The call has gone out for new innkeepers at the East Brother Light Station. Located on a spit of land just north of San Francisco and west of Richmond, East Brother is an operating light station and a unique island getaway.
Just getting to East Brother is an adventure. After taking the last exit before the Richmond-San Rafael Bridge toll plaza, you drive along a remote stretch of road to the San Pablo Yacht Harbor. There, you travel about 10 minutes by boat across choppy gray waters to the island.
Your job, should you choose to apply, is to run the 141-year-old light station and the inn with its five period motif guest rooms. Oh -- and it doesn't hurt to have a few seafaring stories to share.
The old photos in the parlor help bring the history of the light station and its caretakers to life. One of them was Oaklander Walter Fanning, whose grandfather operated East Brother light station from 1914-1921. As a child, Walter would fish for rock cod and perch off the dock. Much later, he came back to run the light station himself. One of the five guest rooms is named "Walter's Quarters."

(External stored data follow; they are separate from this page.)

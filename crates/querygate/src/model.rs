//! # Domain Model
//!
//! The gateway never sees typed entities. Every persisted row travels as a
//! [`Record`]: a numeric primary identity plus a JSON attribute map, with any
//! eagerly loaded relations attached alongside.
//!
//! Values are compared with [`compare_values`], which is shared by the
//! predicate evaluator, sorting and cursor positioning so that all three agree
//! on one total order:
//!
//! - `null` < booleans < numbers < strings < arrays/objects
//! - numbers compare numerically regardless of integer/float representation
//! - two strings that both parse as RFC 3339 timestamps compare
//!   chronologically, everything else lexically

use chrono::{DateTime, SecondsFormat, Utc};
use serde::{Deserialize, Serialize};
use serde_json::{Map, Value};
use std::cmp::Ordering;
use std::collections::{BTreeMap, BTreeSet};

pub type Attributes = Map<String, Value>;

/// A relation attached to a record by eager loading.
#[derive(Debug, Clone, PartialEq)]
pub enum Related {
    One(Option<Box<Record>>),
    Many(Vec<Record>),
}

#[derive(Debug, Clone, PartialEq, Serialize, Deserialize)]
pub struct Record {
    pub id: u64,
    #[serde(flatten)]
    pub attributes: Attributes,
    #[serde(skip)]
    pub relations: BTreeMap<String, Related>,
}

impl Record {
    pub fn new(id: u64, attributes: Attributes) -> Self {
        Self {
            id,
            attributes,
            relations: BTreeMap::new(),
        }
    }

    /// Attribute lookup; `id` resolves to the primary identity.
    pub fn get(&self, field: &str) -> Option<Value> {
        if field == "id" {
            return Some(Value::from(self.id));
        }
        self.attributes.get(field).cloned()
    }

    pub fn str_attr(&self, field: &str) -> Option<&str> {
        self.attributes.get(field).and_then(Value::as_str)
    }

    pub fn u64_attr(&self, field: &str) -> Option<u64> {
        self.attributes.get(field).and_then(Value::as_u64)
    }

    pub fn bool_attr(&self, field: &str) -> bool {
        self.attributes
            .get(field)
            .and_then(Value::as_bool)
            .unwrap_or(false)
    }

    pub fn timestamp_attr(&self, field: &str) -> Option<DateTime<Utc>> {
        self.str_attr(field).and_then(parse_timestamp)
    }

    pub fn related_one(&self, relation: &str) -> Option<&Record> {
        match self.relations.get(relation) {
            Some(Related::One(Some(record))) => Some(record),
            _ => None,
        }
    }

    pub fn related_many(&self, relation: &str) -> &[Record] {
        match self.relations.get(relation) {
            Some(Related::Many(records)) => records,
            _ => &[],
        }
    }

    /// Full JSON view: attributes, loaded relations, minus `hidden` attributes.
    pub fn to_json(&self, hidden: &[String]) -> Value {
        let mut out = Map::new();
        out.insert("id".to_string(), Value::from(self.id));
        for (key, value) in &self.attributes {
            if !hidden.iter().any(|h| h == key) {
                out.insert(key.clone(), value.clone());
            }
        }
        for (name, related) in &self.relations {
            let value = match related {
                Related::One(Some(record)) => record.to_json(hidden),
                Related::One(None) => Value::Null,
                Related::Many(records) => {
                    Value::Array(records.iter().map(|r| r.to_json(hidden)).collect())
                }
            };
            out.insert(name.clone(), value);
        }
        Value::Object(out)
    }
}

/// The caller on whose behalf a request runs. Absence of an actor means an
/// anonymous request.
#[derive(Debug, Clone, PartialEq, Eq, Serialize, Deserialize)]
pub struct Actor {
    pub id: u64,
    #[serde(default)]
    pub roles: BTreeSet<String>,
}

impl Actor {
    pub fn new(id: u64) -> Self {
        Self {
            id,
            roles: BTreeSet::new(),
        }
    }

    pub fn with_role(mut self, role: impl Into<String>) -> Self {
        self.roles.insert(role.into());
        self
    }

    pub fn has_role(&self, role: &str) -> bool {
        self.roles.contains(role)
    }
}

/// A possibly dotted field reference: `status`, `author.name`,
/// `post.author.name`. All segments but the last name relations.
#[derive(Debug, Clone, PartialEq, Eq, Hash)]
pub struct FieldPath {
    pub relations: Vec<String>,
    pub column: String,
}

impl FieldPath {
    pub fn parse(path: &str) -> Self {
        let mut segments: Vec<String> = path.split('.').map(str::to_string).collect();
        let column = segments.pop().unwrap_or_default();
        Self {
            relations: segments,
            column,
        }
    }

    pub fn column(column: impl Into<String>) -> Self {
        Self {
            relations: Vec::new(),
            column: column.into(),
        }
    }

    pub fn is_local(&self) -> bool {
        self.relations.is_empty()
    }
}

impl std::fmt::Display for FieldPath {
    fn fmt(&self, f: &mut std::fmt::Formatter<'_>) -> std::fmt::Result {
        for relation in &self.relations {
            write!(f, "{}.", relation)?;
        }
        f.write_str(&self.column)
    }
}

/// Canonical timestamp representation used for every stored date.
pub fn format_timestamp(at: DateTime<Utc>) -> String {
    at.to_rfc3339_opts(SecondsFormat::Secs, true)
}

pub fn parse_timestamp(raw: &str) -> Option<DateTime<Utc>> {
    DateTime::parse_from_rfc3339(raw)
        .ok()
        .map(|dt| dt.with_timezone(&Utc))
}

pub fn now_timestamp() -> Value {
    Value::String(format_timestamp(Utc::now()))
}

fn type_rank(value: &Value) -> u8 {
    match value {
        Value::Null => 0,
        Value::Bool(_) => 1,
        Value::Number(_) => 2,
        Value::String(_) => 3,
        Value::Array(_) => 4,
        Value::Object(_) => 5,
    }
}

pub fn compare_values(a: &Value, b: &Value) -> Ordering {
    match (a, b) {
        (Value::Bool(x), Value::Bool(y)) => x.cmp(y),
        (Value::Number(x), Value::Number(y)) => {
            if let (Some(x), Some(y)) = (x.as_i64(), y.as_i64()) {
                return x.cmp(&y);
            }
            let x = x.as_f64().unwrap_or(f64::NAN);
            let y = y.as_f64().unwrap_or(f64::NAN);
            x.partial_cmp(&y).unwrap_or(Ordering::Equal)
        }
        (Value::String(x), Value::String(y)) => match (parse_timestamp(x), parse_timestamp(y)) {
            (Some(x), Some(y)) => x.cmp(&y),
            _ => x.cmp(y),
        },
        (Value::Array(x), Value::Array(y)) => {
            for (left, right) in x.iter().zip(y.iter()) {
                let ord = compare_values(left, right);
                if ord != Ordering::Equal {
                    return ord;
                }
            }
            x.len().cmp(&y.len())
        }
        _ => type_rank(a).cmp(&type_rank(b)),
    }
}

pub fn values_equal(a: &Value, b: &Value) -> bool {
    type_rank(a) == type_rank(b) && compare_values(a, b) == Ordering::Equal
}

On the night I stayed at East Brother, the wind was whipping the waves against the rocky shoreline. But inside, the fire in the parlor stove spurred warm conversation.
My fellow guests were all locals. There was the young East Bay couple who ran an online used book store, a professor and her engineering husband from Orinda, a consultant, a retiree, my friend and me.
Dinner was an elegant affair, and the conversation continued well into the night. The next morning we arose to a dawn that tossed sun shards on the Bay like jewels.
I took my coffee on the outdoor patio with the white picket fence that encircled the island. After a week of raucous storms, the water was calm. Tugboats, dinghies and all manner of marine craft were motoring past the island. The seabirds and I had a front-row seat.
The innkeepers, meanwhile, were once again cooking. It was clear to me that they do indeed use all 900 pounds of groceries that they haul in by boat each week from "the mainland."
It takes a lot of energy to run a light station inn. It takes a captain, a chef, a handyman, storyteller and maid -- all embodied in one couple. But for anyone who can cut it, I imagine it's the job of a lifetime.